++++ Given records ++++

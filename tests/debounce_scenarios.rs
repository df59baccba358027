use occupancy_witness::{
    DebounceConfig, DebounceDetector, Detection, ScriptedBackend, TargetCount, TargetState,
};

fn detector() -> DebounceDetector {
    DebounceDetector::new(DebounceConfig::default()).expect("default config is valid")
}

fn counts(person: u32, cat: u32) -> TargetCount {
    TargetCount::from_pairs(&[("person", person), ("cat", cat)])
}

fn feed(detector: &mut DebounceDetector, frame: &[Detection], times: usize) -> Vec<TargetCount> {
    (0..times).filter_map(|_| detector.update(frame)).collect()
}

#[test]
fn person_settles_after_fifteen_frames() {
    let mut detector = detector();
    let frame = vec![Detection::new("person", 0.8)];

    for _ in 0..14 {
        assert_eq!(detector.update(&frame), None);
    }
    assert_eq!(detector.state("person"), Some(TargetState::Unstable));

    let emitted = detector.update(&frame).expect("15th frame emits");
    assert_eq!(emitted, counts(1, 0));
    assert_eq!(
        serde_json::to_string(&emitted).unwrap(),
        r#"{"person":1,"cat":0}"#
    );

    // Streaks were reset by the emission and the tally matches the new baseline.
    assert_eq!(detector.update(&frame), None);
    assert_eq!(detector.streak("person"), Some(1));
    assert!(feed(&mut detector, &frame, 30).is_empty());
}

#[test]
fn low_confidence_detections_are_ignored() {
    let mut detector = detector();
    let frame = vec![
        Detection::new("person", 0.4),
        Detection::new("cat", 0.9),
        Detection::new("dog", 0.99),
    ];

    let emitted = feed(&mut detector, &frame, 15);
    assert_eq!(emitted, vec![counts(0, 1)]);
}

#[test]
fn threshold_is_inclusive() {
    let mut detector = detector();
    let frame = vec![Detection::new("person", 0.6)];
    assert_eq!(feed(&mut detector, &frame, 15), vec![counts(1, 0)]);
}

#[test]
fn stable_tally_equal_to_baseline_never_emits() {
    let mut detector = detector();
    let frame = vec![Detection::new("person", 0.3)];

    // Non-empty but fully filtered: an all-zero tally, equal to the initial baseline.
    assert!(feed(&mut detector, &frame, 100).is_empty());
    assert_eq!(detector.last_emitted(), &counts(0, 0));
    assert_eq!(detector.state("person"), Some(TargetState::Stable));
}

#[test]
fn empty_frame_resets_streaks() {
    let mut detector = detector();
    let frame = vec![Detection::new("person", 0.9)];

    assert!(feed(&mut detector, &frame, 14).is_empty());
    assert_eq!(detector.update(&[]), None);
    assert_eq!(detector.streak("person"), Some(0));
    assert_eq!(detector.streak("cat"), Some(0));

    // Streaks restart from 0: 14 more frames are not enough, the 15th is.
    assert!(feed(&mut detector, &frame, 14).is_empty());
    assert_eq!(detector.update(&frame), Some(counts(1, 0)));
}

#[test]
fn flicker_delays_emission() {
    let mut detector = detector();
    let person = vec![Detection::new("person", 0.9)];
    let cat = vec![Detection::new("cat", 0.9)];

    // Both targets change every frame, so neither streak can build.
    for _ in 0..10 {
        assert_eq!(detector.update(&cat), None);
        assert_eq!(detector.update(&person), None);
    }
    assert_eq!(detector.streak("person"), Some(1));
    assert_eq!(detector.streak("cat"), Some(1));

    let emitted = feed(&mut detector, &cat, 15);
    assert_eq!(emitted, vec![counts(0, 1)]);
}

#[test]
fn departure_is_reported_after_settling() {
    let mut detector = detector();
    let present = vec![Detection::new("cat", 0.95)];
    let gone = vec![Detection::new("chair", 0.9)];

    assert_eq!(feed(&mut detector, &present, 15), vec![counts(0, 1)]);
    assert_eq!(feed(&mut detector, &gone, 15), vec![counts(0, 0)]);
    assert_eq!(detector.last_emitted(), &counts(0, 0));
}

#[test]
fn any_settled_target_triggers_full_tally() {
    let mut detector = detector();
    // cat stays at 0 and settles first; person keeps changing.
    for i in 0..15u32 {
        let frame: Vec<Detection> = (0..=(i % 2))
            .map(|_| Detection::new("person", 0.9))
            .collect();
        if let Some(emitted) = detector.update(&frame) {
            assert_eq!(i, 14);
            assert_eq!(emitted, counts(1, 0));
            return;
        }
    }
    panic!("expected an emission once the cat streak settled");
}

#[test]
fn threshold_change_applies_to_later_frames() {
    let mut detector = detector();
    let frame = vec![Detection::new("person", 0.5)];

    assert!(feed(&mut detector, &frame, 5).is_empty());
    detector.set_threshold(0.5).unwrap();
    assert!((detector.threshold() - 0.5).abs() < f32::EPSILON);
    assert_eq!(feed(&mut detector, &frame, 15), vec![counts(1, 0)]);

    assert!(detector.set_threshold(-0.1).is_err());
    assert!((detector.threshold() - 0.5).abs() < f32::EPSILON);
}

#[test]
fn scripted_backend_replays_recorded_session() {
    use occupancy_witness::{DetectorBackend, Frame, PixelFormat};

    let script = r#"[
        [{"label": "person", "confidence": 0.82}],
        [{"label": "person", "confidence": 0.79}, {"label": "cat", "confidence": 0.2}]
    ]"#;
    let mut backend = ScriptedBackend::from_json_str(script).unwrap();
    let frame = Frame::new(vec![0; 3], 1, 1, PixelFormat::Rgb24).unwrap();
    let mut detector = DebounceDetector::new(DebounceConfig {
        required_streak: 4,
        ..DebounceConfig::default()
    })
    .unwrap();

    let mut emitted = Vec::new();
    for _ in 0..10 {
        let detections = backend.detect(&frame).unwrap();
        emitted.extend(detector.update(&detections));
    }
    assert_eq!(emitted, vec![counts(1, 0)]);
}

++++

### About this exercise
Filter the entries above and keep only the lines with the word "DebounceConfig".

### Answer to this problem
    DebounceConfig, DebounceDetector, Detection, ScriptedBackend, TargetCount, TargetState,
    DebounceDetector::new(DebounceConfig::default()).expect("default config is valid")
    let mut detector = DebounceDetector::new(DebounceConfig {
        ..DebounceConfig::default()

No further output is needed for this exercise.